Hi Bruce,
bruce wrote:
I love gnustep objective-c and Foundation. But the UI is pretty ugly.
Theming fixes it cosmetically, but it doesn’t fix the real issues. The
menu and main icon don’t really fit on any modern desktop. And the GUI
itself is buggy, and leaves artifacts strewn all over the window.
Style is a matter of taste. Bugs not. I don't experience any artifacts
when using windows in any of the applications I use.
So perhaps it could be an issue of a specific application or a bug of
your installation or environment.
So tbh, I’ve been investigating GtkSharp, since dotnet8.0 is now
available on linux, and is in ‘beta’ on freebsd. While investigating
that, I discovered gtkcore, a gtk binding for gnustep. It has some
minor issues, but not the magnitude of the issues with cocoa, and gtk
is well known territory.
That's your choice and it probably also depends on your desire and needs.

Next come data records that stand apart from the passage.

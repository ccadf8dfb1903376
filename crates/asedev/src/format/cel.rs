use crate::{
    errors::{NotSupportedError, Result},
    format::{
        Color, ColorDepth,
        chunk::{ChunkContext, ChunkType},
    },
    utils::{compression, mem_reader::MemReader},
};

/// Cel type code for a zlib-compressed image.
const COMPRESSED_IMAGE: u16 = 2;

/// One layer's raster contribution to a frame.
#[derive(Clone, Debug)]
pub struct CelChunk {
    layer_index: u16,
    x: i16,
    y: i16,
    opacity: u8,
    width: u16,
    height: u16,
    /// Decompressed pixels in the file's color depth, row-major, top row
    /// first.
    pixels: Vec<u8>,
}

impl CelChunk {
    #[must_use]
    pub fn layer_index(&self) -> u16 {
        self.layer_index
    }

    /// Position of the cel's top-left pixel on the canvas.
    #[must_use]
    pub fn position(&self) -> (i16, i16) {
        (self.x, self.y)
    }

    #[must_use]
    pub fn opacity(&self) -> u8 {
        self.opacity
    }

    #[must_use]
    pub fn width(&self) -> u16 {
        self.width
    }

    #[must_use]
    pub fn height(&self) -> u16 {
        self.height
    }

    #[must_use]
    pub fn raw_pixels(&self) -> &[u8] {
        &self.pixels
    }

    /// Unpacks the raw pixel bytes into colors, top row first.
    pub fn to_colors(&self, depth: ColorDepth) -> Result<Vec<Color>, NotSupportedError> {
        match depth {
            ColorDepth::Rgba => Ok(self
                .pixels
                .chunks_exact(4)
                .map(|px| Color::from_rgba(px[0], px[1], px[2], px[3]))
                .collect()),
            ColorDepth::Indexed | ColorDepth::Grayscale | ColorDepth::Unknown(_) => {
                Err(NotSupportedError::ColorDepth(depth))
            }
        }
    }

    #[cfg(test)]
    pub(crate) fn from_colors(
        layer_index: u16,
        (x, y): (i16, i16),
        opacity: u8,
        (width, height): (u16, u16),
        colors: &[Color],
    ) -> Self {
        assert_eq!(colors.len(), usize::from(width) * usize::from(height));
        Self {
            layer_index,
            x,
            y,
            opacity,
            width,
            height,
            pixels: colors.iter().flat_map(|color| color.to_bytes()).collect(),
        }
    }
}

impl ChunkType for CelChunk {
    const CHUNK_TYPE: u16 = 0x2005;

    fn from_block<M>(mut reader: M, context: &ChunkContext) -> Result<Self>
    where
        M: MemReader,
    {
        let layer_index = reader.read_u16_le()?;
        let x = reader.read_i16_le()?;
        let y = reader.read_i16_le()?;
        let opacity = reader.read_u8()?;
        let cel_type = reader.read_u16_le()?;
        reader.skip("reserved", 7)?;

        if cel_type != COMPRESSED_IMAGE {
            return Err(NotSupportedError::CelType(cel_type).into());
        }

        let width = reader.read_u16_le()?;
        let height = reader.read_u16_le()?;
        let expected_len =
            usize::from(width) * usize::from(height) * context.color_depth.bytes_per_pixel()?;
        let payload = reader.read_remaining()?;
        let pixels = compression::inflate_exact(&payload, expected_len)?;

        Ok(Self {
            layer_index,
            x,
            y,
            opacity,
            width,
            height,
            pixels,
        })
    }
}
//! The 16x16 icon shown for imported Aseprite files.

use std::sync::LazyLock;

use crate::{compose::Raster, format::Color};

pub const ICON_SIZE: u16 = 16;

const TRANSPARENT: Color = Color::TRANSPARENT;
const BORDER: Color = Color::from_rgba(102, 84, 97, 255);
const SHADOW: Color = Color::from_rgba(125, 145, 158, 255);
const WHITE: Color = Color::from_rgba(255, 255, 255, 255);

/// A page with a folded corner, bottom row first to match [`Raster`].
const ICON_ROWS: [&str; 16] = [
    "................",
    "..bbbbbbbbbbbb..",
    "..bssssssssssb..",
    "..bwwwwwwwwwwb..",
    "..bwwwwwwwwwwb..",
    "..bwwwwwwwwwwb..",
    "..bwwwwwwwwwwb..",
    "..bwwwwwwwwwwb..",
    "..bwwbwwwwbwwb..",
    "..bwwbwwwwbwwb..",
    "..bwwbwwwsbssb..",
    "..bwwbwwwbbbbb..",
    "..bwwwwwwbwwwb..",
    "..bwwwwwwbwwb...",
    "..bwwwwwwbwb....",
    "..bbbbbbbbb.....",
];

static FILE_ICON: LazyLock<Raster> = LazyLock::new(|| {
    let pixels = ICON_ROWS
        .iter()
        .flat_map(|row| row.bytes())
        .map(|cell| match cell {
            b'b' => BORDER,
            b's' => SHADOW,
            b'w' => WHITE,
            _ => TRANSPARENT,
        })
        .collect();
    Raster::from_pixels(ICON_SIZE, ICON_SIZE, pixels)
        .unwrap_or_else(|| Raster::new(ICON_SIZE, ICON_SIZE))
});

/// Returns the file icon, building it on first use.
#[must_use]
pub fn file_icon() -> &'static Raster {
    &FILE_ICON
}

#[cfg(test)]
mod tests {
    use super::*;

    #[test]
    fn icon_rows_are_square() {
        assert!(ICON_ROWS.iter().all(|row| row.len() == usize::from(ICON_SIZE)));
    }

    #[test]
    fn icon_is_memoized() {
        assert!(std::ptr::eq(file_icon(), file_icon()));
    }

    #[test]
    fn icon_has_folded_corner_at_top_right() {
        let icon = file_icon();
        assert_eq!((icon.width(), icon.height()), (16, 16));
        assert_eq!(icon.pixel(0, 0), Some(TRANSPARENT));
        assert_eq!(icon.pixel(2, 15), Some(BORDER));
        assert_eq!(icon.pixel(12, 15), Some(TRANSPARENT));
        assert_eq!(icon.pixel(3, 2), Some(SHADOW));
        assert_eq!(icon.pixel(3, 3), Some(WHITE));
    }
}
//! The end-to-end import: decode a file, flatten its layer groups into named
//! textures and optionally cut a sheet into quads.

use serde::{Deserialize, Serialize};

use crate::{
    compose::{ExclusionRules, Raster, build_groups, composite_group},
    errors::{NotSupportedError, Result},
    format::{AsepriteFile, ColorDepth, Header},
    sheet::{Quad, build_quads},
    utils::mem_reader::SliceMemReader,
};

/// User-configurable import behavior.
#[derive(Debug, Clone, PartialEq, Serialize, Deserialize)]
#[serde(rename_all = "kebab-case", default)]
pub struct ImportSettings {
    /// Layers whose names start with any of these are dropped, together with
    /// everything nested under them.
    pub ignore_prefixes: Vec<String>,
    /// Marks a group as linear (not sRGB). Stripped from the texture name.
    pub linear_prefix: String,
    /// Group names containing any of these (ignoring case) are also linear.
    pub linear_keywords: Vec<String>,
    pub generate_quads: bool,
    /// World units per pixel for generated quads.
    pub quad_scale: f32,
    /// Quads are cut from the first group whose name contains this, ignoring
    /// case.
    pub quad_source_keyword: String,
}

impl Default for ImportSettings {
    fn default() -> Self {
        Self {
            ignore_prefixes: vec!["@".to_owned(), ".".to_owned()],
            linear_prefix: "#".to_owned(),
            linear_keywords: Vec::new(),
            generate_quads: false,
            quad_scale: 1.0,
            quad_source_keyword: "color".to_owned(),
        }
    }
}

/// One flattened layer group.
#[derive(Debug, Clone)]
pub struct Texture {
    name: String,
    group_name: String,
    linear: bool,
    raster: Raster,
}

impl Texture {
    /// `"{base}_{group}"`, with any linear prefix removed from the group name.
    #[must_use]
    pub fn name(&self) -> &str {
        &self.name
    }

    /// The name of the top-level layer the texture was built from, as stored
    /// in the file.
    #[must_use]
    pub fn group_name(&self) -> &str {
        &self.group_name
    }

    /// Whether the texture holds linear data rather than sRGB color.
    #[must_use]
    pub fn is_linear(&self) -> bool {
        self.linear
    }

    #[must_use]
    pub fn raster(&self) -> &Raster {
        &self.raster
    }
}

#[derive(Debug, Clone, Default)]
pub struct ImportOutput {
    textures: Vec<Texture>,
    quads: Vec<Quad>,
}

impl ImportOutput {
    /// Textures in layer order, bottom-most group first.
    #[must_use]
    pub fn textures(&self) -> &[Texture] {
        &self.textures
    }

    #[must_use]
    pub fn quads(&self) -> &[Quad] {
        &self.quads
    }
}

/// Rejects files using features the compositor cannot reproduce.
pub fn check_supported(header: &Header) -> Result<(), NotSupportedError> {
    let (pixel_width, pixel_height) = header.pixel_ratio();
    if pixel_width != pixel_height {
        return Err(NotSupportedError::PixelAspect {
            width: pixel_width,
            height: pixel_height,
        });
    }
    if header.color_depth() != ColorDepth::Rgba {
        return Err(NotSupportedError::ColorDepth(header.color_depth()));
    }
    if header.frame_count() > 1 {
        return Err(NotSupportedError::MultipleFrames(header.frame_count()));
    }
    Ok(())
}

/// Decodes `data` and imports it. See [`import_file`].
///
/// The header is checked against [`check_supported`] before any frame is
/// decoded, so an animation is reported as having multiple frames rather than
/// failing on whatever its later frames contain.
pub fn import(data: &[u8], base_name: &str, settings: &ImportSettings) -> Result<ImportOutput> {
    check_supported(&Header::read(&mut SliceMemReader::new(data))?)?;
    let file = AsepriteFile::from_bytes(data)?;
    import_file(&file, base_name, settings)
}

/// Flattens every layer group of a decoded file into a texture named after
/// `base_name`, then builds quads if the settings ask for them.
pub fn import_file(
    file: &AsepriteFile,
    base_name: &str,
    settings: &ImportSettings,
) -> Result<ImportOutput> {
    let header = file.header();
    check_supported(header)?;

    let Some(frame) = file.frames().first() else {
        log::warn!("{base_name}: file has no frames");
        return Ok(ImportOutput::default());
    };

    let rules = ExclusionRules::new(&settings.ignore_prefixes);
    let textures = build_groups(frame, &rules)?
        .iter()
        .map(|group| -> Result<Texture> {
            let raster = composite_group(group, header)?;
            let (name, linear) = texture_name(base_name, group.name(), settings);
            log::debug!("Built texture {name:?} (linear: {linear})");
            Ok(Texture {
                name,
                group_name: group.name().to_owned(),
                linear,
                raster,
            })
        })
        .collect::<Result<Vec<_>>>()?;

    let quads = if settings.generate_quads {
        match quad_source(&textures, &settings.quad_source_keyword) {
            Some(texture) => build_quads(texture.raster(), base_name, settings.quad_scale),
            None => {
                log::warn!(
                    "{base_name}: no group name contains {:?}, skipping quad generation",
                    settings.quad_source_keyword
                );
                Vec::new()
            }
        }
    } else {
        Vec::new()
    };

    Ok(ImportOutput { textures, quads })
}

/// Returns the texture name for a group and whether it is linear.
fn texture_name(base_name: &str, group_name: &str, settings: &ImportSettings) -> (String, bool) {
    let stripped = Some(settings.linear_prefix.as_str())
        .filter(|prefix| !prefix.is_empty())
        .and_then(|prefix| group_name.strip_prefix(prefix));
    let lower = group_name.to_lowercase();
    let has_keyword = settings
        .linear_keywords
        .iter()
        .any(|keyword| !keyword.is_empty() && lower.contains(&keyword.to_lowercase()));

    let name = stripped.unwrap_or(group_name);
    (format!("{base_name}_{name}"), stripped.is_some() || has_keyword)
}

fn quad_source<'a>(textures: &'a [Texture], keyword: &str) -> Option<&'a Texture> {
    let keyword = keyword.to_lowercase();
    textures
        .iter()
        .find(|texture| texture.group_name.to_lowercase().contains(&keyword))
}
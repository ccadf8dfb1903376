use crate::{
    errors::{FormatError, Result},
    format::{
        BlendMode, LayerFlags, LayerType,
        chunk::{ChunkContext, ChunkType},
    },
    utils::mem_reader::MemReader,
};

/// One node of the flattened layer tree.
///
/// Layers appear in draw order (bottom-most first); the hierarchy is encoded
/// only by [`child_level`](Self::child_level).
#[derive(Clone, Debug)]
pub struct LayerChunk {
    flags: LayerFlags,
    layer_type: LayerType,
    child_level: u16,
    blend_mode: BlendMode,
    opacity: u8,
    name: String,
}

impl LayerChunk {
    #[must_use]
    pub fn flags(&self) -> LayerFlags {
        self.flags
    }

    #[must_use]
    pub fn layer_type(&self) -> LayerType {
        self.layer_type
    }

    /// Depth in the layer tree. Zero is top level.
    #[must_use]
    pub fn child_level(&self) -> u16 {
        self.child_level
    }

    #[must_use]
    pub fn blend_mode(&self) -> BlendMode {
        self.blend_mode
    }

    #[must_use]
    pub fn opacity(&self) -> u8 {
        self.opacity
    }

    #[must_use]
    pub fn name(&self) -> &str {
        &self.name
    }

    #[must_use]
    pub fn is_visible(&self) -> bool {
        self.flags.contains(LayerFlags::VISIBLE)
    }

    #[must_use]
    pub fn is_reference(&self) -> bool {
        self.flags.contains(LayerFlags::REFERENCE_LAYER)
    }

    #[must_use]
    pub fn tileset_index(&self) -> Option<u16> {
        match self.layer_type {
            LayerType::Tilemap { tileset_index } => Some(tileset_index),
            LayerType::Normal | LayerType::Group => None,
        }
    }

    #[cfg(test)]
    pub(crate) fn new(name: &str, child_level: u16, flags: LayerFlags) -> Self {
        Self {
            flags,
            layer_type: LayerType::Normal,
            child_level,
            blend_mode: BlendMode::Normal,
            opacity: 255,
            name: name.to_owned(),
        }
    }

    #[cfg(test)]
    pub(crate) fn with_blend(mut self, blend_mode: BlendMode, opacity: u8) -> Self {
        self.blend_mode = blend_mode;
        self.opacity = opacity;
        self
    }
}

impl ChunkType for LayerChunk {
    const CHUNK_TYPE: u16 = 0x2004;

    fn from_block<M>(mut reader: M, _context: &ChunkContext) -> Result<Self>
    where
        M: MemReader,
    {
        let flags = LayerFlags::from_bits_retain(reader.read_u16_le()?);
        let layer_type_val = reader.read_u16_le()?;
        let child_level = reader.read_u16_le()?;
        let _default_width = reader.read_u16_le()?;
        let _default_height = reader.read_u16_le()?;
        let blend_mode = BlendMode::from_u16(reader.read_u16_le()?);
        let opacity = reader.read_u8()?;
        reader.skip("padding", 3)?;
        let name = reader.read_string()?;

        let layer_type = match layer_type_val {
            0 => LayerType::Normal,
            1 => LayerType::Group,
            2 => LayerType::Tilemap {
                tileset_index: reader.read_u16_le()?,
            },
            other => return Err(FormatError::UnknownLayerType(other).into()),
        };

        if !reader.is_empty() {
            log::trace!(
                "Ignoring {} trailing bytes in layer {name:?}",
                reader.remaining()
            );
        }

        Ok(Self {
            flags,
            layer_type,
            child_level,
            blend_mode,
            opacity,
            name,
        })
    }
}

You could also try out (and possibly fixing, since it has been left into
the state of beta) the native Gtk theme, that would give you native
widgets and a decently integrated appearance, uncovering another maze of
issues though.
Gtk is not my favorite toolkit, I would prefer a working cocoa, or
even qt. But the freebsd desktop uses it in xfce, and with gnustep
cocoa so unusable, I’m thinking that gtkcore is now the only way ahead
to develop gui applications with gnustep. Or, I suppose you could fix
cocoa - but that gets so much push back I’ve given up hope.
I don't understand fully: "cocoa" is Apple and has its own
implementation, GNUstep is essentially a parallel implementation mostly
compatible, QT is yet another beast. You are mixing things up a bit.